# [PROBLEM TO SOLVE]
Using the material that follows, output exactly the lines from the one containing "for live updates" through the one containing "#![doc(test(attr(deny(warnings))))]", with both ends kept.

>>>

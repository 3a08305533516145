//! API Routes
//!
//! Configures the Axum router with all viewer endpoints.

use axum::{
    routing::{delete, get, post},
    Router,
};
use tower_http::{
    cors::{Any, CorsLayer},
    trace::TraceLayer,
};

use super::handlers::{
    cache_stats_handler, clear_cache_handler, get_file_content_handler, health_handler,
    index_handler, list_files_handler, search_handler, AppState,
};
use super::ws::ws_handler;

/// Creates the main router with all endpoints configured.
///
/// # Endpoints
/// - `GET /` - Browsing shell
/// - `GET /api/files` - List all markdown files
/// - `GET /api/files/*path` - File content plus rendered HTML
/// - `POST /api/search` - Search file contents
/// - `GET /api/cache/stats` - Render cache statistics
/// - `DELETE /api/cache` - Clear the render cache
/// - `GET /health` - Health check endpoint
/// - `GET /ws` - WebSocket upgrade for live updates
///
/// # Middleware
/// - CORS: Allows any origin (this is a localhost tool)
/// - Tracing: Logs all requests for debugging
pub fn create_router(state: AppState) -> Router {
    let cors = CorsLayer::new()
        .allow_origin(Any)
        .allow_methods(Any)
        .allow_headers(Any);

    Router::new()
        .route("/", get(index_handler))
        .route("/api/files", get(list_files_handler))
        .route("/api/files/*path", get(get_file_content_handler))
        .route("/api/search", post(search_handler))
        .route("/api/cache/stats", get(cache_stats_handler))
        .route("/api/cache", delete(clear_cache_handler))
        .route("/health", get(health_handler))
        .route("/ws", get(ws_handler))
        .layer(cors)
        .layer(TraceLayer::new_for_http())
        .with_state(state)
}
#![doc(test(attr(deny(warnings))))]

//! Cashbook Core derives customer ledgers, period reports and income
//! statistics from raw transaction records, with a TTL cache in front of the
//! income read path and a compensating write path for ledger transactions.

pub mod config;
pub mod core;
pub mod currency;
pub mod domain;
pub mod errors;
pub mod export;
pub mod storage;
pub mod utils;

use std::sync::Once;

static INIT_TRACING: Once = Once::new();

/// Initializes global tracing and emits a startup info log.
pub fn init() {
    INIT_TRACING.call_once(|| {
        utils::init_tracing();
        tracing::info!("Cashbook Core tracing initialized.");
    });
}
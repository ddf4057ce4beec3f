use std::sync::Mutex;

use chrono::{DateTime, Duration, FixedOffset, NaiveDate, Offset, TimeZone, Utc};

use crate::{
    domain::report::ReportPeriod,
    errors::{LedgerError, Result},
};

/// Clock abstracts access to the current timestamp so services remain deterministic in tests.
pub trait Clock: Send + Sync {
    /// Returns the current UTC timestamp.
    fn now(&self) -> DateTime<Utc>;

    /// Returns the current UTC date. Defaults to `now().date_naive()`.
    fn today(&self) -> NaiveDate {
        self.now().date_naive()
    }
}

/// Real-time clock backed by the system UTC time source.
#[derive(Debug, Default, Clone, Copy)]
pub struct SystemClock;

impl Clock for SystemClock {
    fn now(&self) -> DateTime<Utc> {
        Utc::now()
    }
}

/// Clock that only moves when told to.
#[derive(Debug)]
pub struct ManualClock {
    now: Mutex<DateTime<Utc>>,
}

impl ManualClock {
    pub fn new(start: DateTime<Utc>) -> Self {
        Self {
            now: Mutex::new(start),
        }
    }

    pub fn advance(&self, by: Duration) {
        let mut guard = self.now.lock().unwrap_or_else(|poisoned| poisoned.into_inner());
        *guard += by;
    }

    pub fn set(&self, at: DateTime<Utc>) {
        let mut guard = self.now.lock().unwrap_or_else(|poisoned| poisoned.into_inner());
        *guard = at;
    }
}

impl Clock for ManualClock {
    fn now(&self) -> DateTime<Utc> {
        *self.now.lock().unwrap_or_else(|poisoned| poisoned.into_inner())
    }
}

/// Maps instants onto business days in a fixed-offset timezone.
///
/// Day buckets in reports and the bounds handed to the store for a period
/// both come from the same calendar, so they always agree.
#[derive(Debug, Clone, Copy, PartialEq, Eq)]
pub struct BusinessCalendar {
    offset: FixedOffset,
}

impl Default for BusinessCalendar {
    fn default() -> Self {
        Self::utc()
    }
}

impl BusinessCalendar {
    pub fn new(offset: FixedOffset) -> Self {
        Self { offset }
    }

    pub fn utc() -> Self {
        Self { offset: Utc.fix() }
    }

    pub fn offset(&self) -> FixedOffset {
        self.offset
    }

    /// Business day an instant falls on.
    pub fn local_date(&self, instant: DateTime<Utc>) -> NaiveDate {
        instant.with_timezone(&self.offset).date_naive()
    }

    /// First instant of a business day, in UTC.
    pub fn start_of_day(&self, date: NaiveDate) -> Result<DateTime<Utc>> {
        date.and_hms_opt(0, 0, 0)
            .and_then(|midnight| self.offset.from_local_datetime(&midnight).single())
            .map(|local| local.with_timezone(&Utc))
            .ok_or_else(|| LedgerError::InvalidInput(format!("cannot resolve start of {}", date)))
    }

    /// Inclusive UTC bounds covering every instant of `period`.
    pub fn bounds(&self, period: &ReportPeriod) -> Result<(DateTime<Utc>, DateTime<Utc>)> {
        let start = self.start_of_day(period.start)?;
        let after_end = period
            .end
            .succ_opt()
            .ok_or_else(|| LedgerError::InvalidInput(format!("{} has no next day", period.end)))?;
        let end = self.start_of_day(after_end)? - Duration::nanoseconds(1);
        Ok((start, end))
    }

    pub fn today(&self, clock: &dyn Clock) -> NaiveDate {
        self.local_date(clock.now())
    }
}
use std::sync::{RwLock, RwLockReadGuard, RwLockWriteGuard};

use chrono::{DateTime, Utc};
use rust_decimal::Decimal;
use serde::{Deserialize, Serialize};
use uuid::Uuid;

use crate::{
    domain::{
        common::{Identifiable, UserScoped},
        customer::Customer,
        income::{IncomeEntry, IncomeKey},
        transaction::Transaction,
    },
    errors::{LedgerError, Result},
};

use super::{IncomeStore, LedgerStore};

/// Everything a [`MemoryStore`] holds, in insertion order.
#[derive(Debug, Clone, Default, Serialize, Deserialize, PartialEq)]
pub struct StoreState {
    #[serde(default)]
    pub customers: Vec<Customer>,
    #[serde(default)]
    pub transactions: Vec<Transaction>,
    #[serde(default)]
    pub income: Vec<IncomeEntry>,
}

/// In-process store used by tests, tools, and as a reference implementation.
#[derive(Debug, Default)]
pub struct MemoryStore {
    state: RwLock<StoreState>,
}

impl MemoryStore {
    pub fn new() -> Self {
        Self::default()
    }

    pub fn from_state(state: StoreState) -> Self {
        Self {
            state: RwLock::new(state),
        }
    }

    pub fn snapshot(&self) -> StoreState {
        self.read().clone()
    }

    fn read(&self) -> RwLockReadGuard<'_, StoreState> {
        self.state
            .read()
            .unwrap_or_else(|poisoned| poisoned.into_inner())
    }

    fn write(&self) -> RwLockWriteGuard<'_, StoreState> {
        self.state
            .write()
            .unwrap_or_else(|poisoned| poisoned.into_inner())
    }
}

fn find_owned<T: Identifiable + UserScoped + Clone>(
    items: &[T],
    user_id: &str,
    id: Uuid,
) -> Option<T> {
    items
        .iter()
        .find(|item| item.id() == id && item.belongs_to(user_id))
        .cloned()
}

fn take_owned<T: Identifiable + UserScoped>(
    items: &mut Vec<T>,
    user_id: &str,
    id: Uuid,
) -> Option<T> {
    let position = items
        .iter()
        .position(|item| item.id() == id && item.belongs_to(user_id))?;
    Some(items.remove(position))
}

fn ensure_new<T: Identifiable>(items: &[T], record: &T, label: &str) -> Result<()> {
    if items.iter().any(|existing| existing.id() == record.id()) {
        return Err(LedgerError::StorageError(format!(
            "{} {} already exists",
            label,
            record.id()
        )));
    }
    Ok(())
}

impl LedgerStore for MemoryStore {
    fn customer(&self, user_id: &str, id: Uuid) -> Result<Option<Customer>> {
        Ok(find_owned(&self.read().customers, user_id, id))
    }

    fn customers(&self, user_id: &str) -> Result<Vec<Customer>> {
        Ok(self
            .read()
            .customers
            .iter()
            .filter(|customer| customer.belongs_to(user_id))
            .cloned()
            .collect())
    }

    fn insert_customer(&self, customer: Customer) -> Result<()> {
        let mut state = self.write();
        ensure_new(&state.customers, &customer, "customer")?;
        state.customers.push(customer);
        Ok(())
    }

    fn replace_customer(&self, customer: Customer) -> Result<()> {
        let mut state = self.write();
        let slot = state
            .customers
            .iter_mut()
            .find(|existing| existing.id == customer.id && existing.user_id == customer.user_id)
            .ok_or(LedgerError::CustomerNotFound(customer.id))?;
        *slot = customer;
        Ok(())
    }

    fn remove_customer(&self, user_id: &str, id: Uuid) -> Result<Option<Customer>> {
        Ok(take_owned(&mut self.write().customers, user_id, id))
    }

    fn update_customer_balance(
        &self,
        user_id: &str,
        id: Uuid,
        balance: Decimal,
        updated_at: DateTime<Utc>,
    ) -> Result<()> {
        let mut state = self.write();
        let customer = state
            .customers
            .iter_mut()
            .find(|customer| customer.id == id && customer.belongs_to(user_id))
            .ok_or(LedgerError::CustomerNotFound(id))?;
        customer.current_balance = balance;
        customer.updated_at = updated_at;
        Ok(())
    }

    fn transaction(&self, user_id: &str, id: Uuid) -> Result<Option<Transaction>> {
        Ok(find_owned(&self.read().transactions, user_id, id))
    }

    fn transactions_for_customer(
        &self,
        user_id: &str,
        customer_id: Uuid,
    ) -> Result<Vec<Transaction>> {
        Ok(self
            .read()
            .transactions
            .iter()
            .filter(|txn| txn.customer_id == customer_id && txn.belongs_to(user_id))
            .cloned()
            .collect())
    }

    fn transactions_between(
        &self,
        user_id: &str,
        start: DateTime<Utc>,
        end: DateTime<Utc>,
    ) -> Result<Vec<Transaction>> {
        Ok(self
            .read()
            .transactions
            .iter()
            .filter(|txn| txn.belongs_to(user_id) && txn.date >= start && txn.date <= end)
            .cloned()
            .collect())
    }

    fn insert_transaction(&self, transaction: Transaction) -> Result<()> {
        let mut state = self.write();
        ensure_new(&state.transactions, &transaction, "transaction")?;
        state.transactions.push(transaction);
        Ok(())
    }

    fn remove_transaction(&self, user_id: &str, id: Uuid) -> Result<Option<Transaction>> {
        Ok(take_owned(&mut self.write().transactions, user_id, id))
    }
}

impl IncomeStore for MemoryStore {
    fn income_entry(&self, user_id: &str, id: Uuid) -> Result<Option<IncomeEntry>> {
        Ok(find_owned(&self.read().income, user_id, id))
    }

    fn income_for_year(&self, user_id: &str, year: i32) -> Result<Vec<IncomeEntry>> {
        Ok(self
            .read()
            .income
            .iter()
            .filter(|entry| entry.year == year && entry.belongs_to(user_id))
            .cloned()
            .collect())
    }

    fn find_income(&self, key: &IncomeKey) -> Result<Option<IncomeEntry>> {
        Ok(self
            .read()
            .income
            .iter()
            .find(|entry| &entry.key() == key)
            .cloned())
    }

    fn insert_income(&self, entry: IncomeEntry) -> Result<()> {
        let mut state = self.write();
        ensure_new(&state.income, &entry, "income entry")?;
        state.income.push(entry);
        Ok(())
    }

    fn replace_income(&self, entry: IncomeEntry) -> Result<()> {
        let mut state = self.write();
        let slot = state
            .income
            .iter_mut()
            .find(|existing| existing.id == entry.id && existing.user_id == entry.user_id)
            .ok_or(LedgerError::IncomeEntryNotFound(entry.id))?;
        *slot = entry;
        Ok(())
    }

    fn remove_income(&self, user_id: &str, id: Uuid) -> Result<Option<IncomeEntry>> {
        Ok(take_owned(&mut self.write().income, user_id, id))
    }
}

<<<

# [SOLUTION]
/// - `GET /ws` - WebSocket upgrade for live updates
///
/// # Middleware
/// - CORS: Allows any origin (this is a localhost tool)
/// - Tracing: Logs all requests for debugging
pub fn create_router(state: AppState) -> Router {
    let cors = CorsLayer::new()
        .allow_origin(Any)
        .allow_methods(Any)
        .allow_headers(Any);

    Router::new()
        .route("/", get(index_handler))
        .route("/api/files", get(list_files_handler))
        .route("/api/files/*path", get(get_file_content_handler))
        .route("/api/search", post(search_handler))
        .route("/api/cache/stats", get(cache_stats_handler))
        .route("/api/cache", delete(clear_cache_handler))
        .route("/health", get(health_handler))
        .route("/ws", get(ws_handler))
        .layer(cors)
        .layer(TraceLayer::new_for_http())
        .with_state(state)
}
#![doc(test(attr(deny(warnings))))]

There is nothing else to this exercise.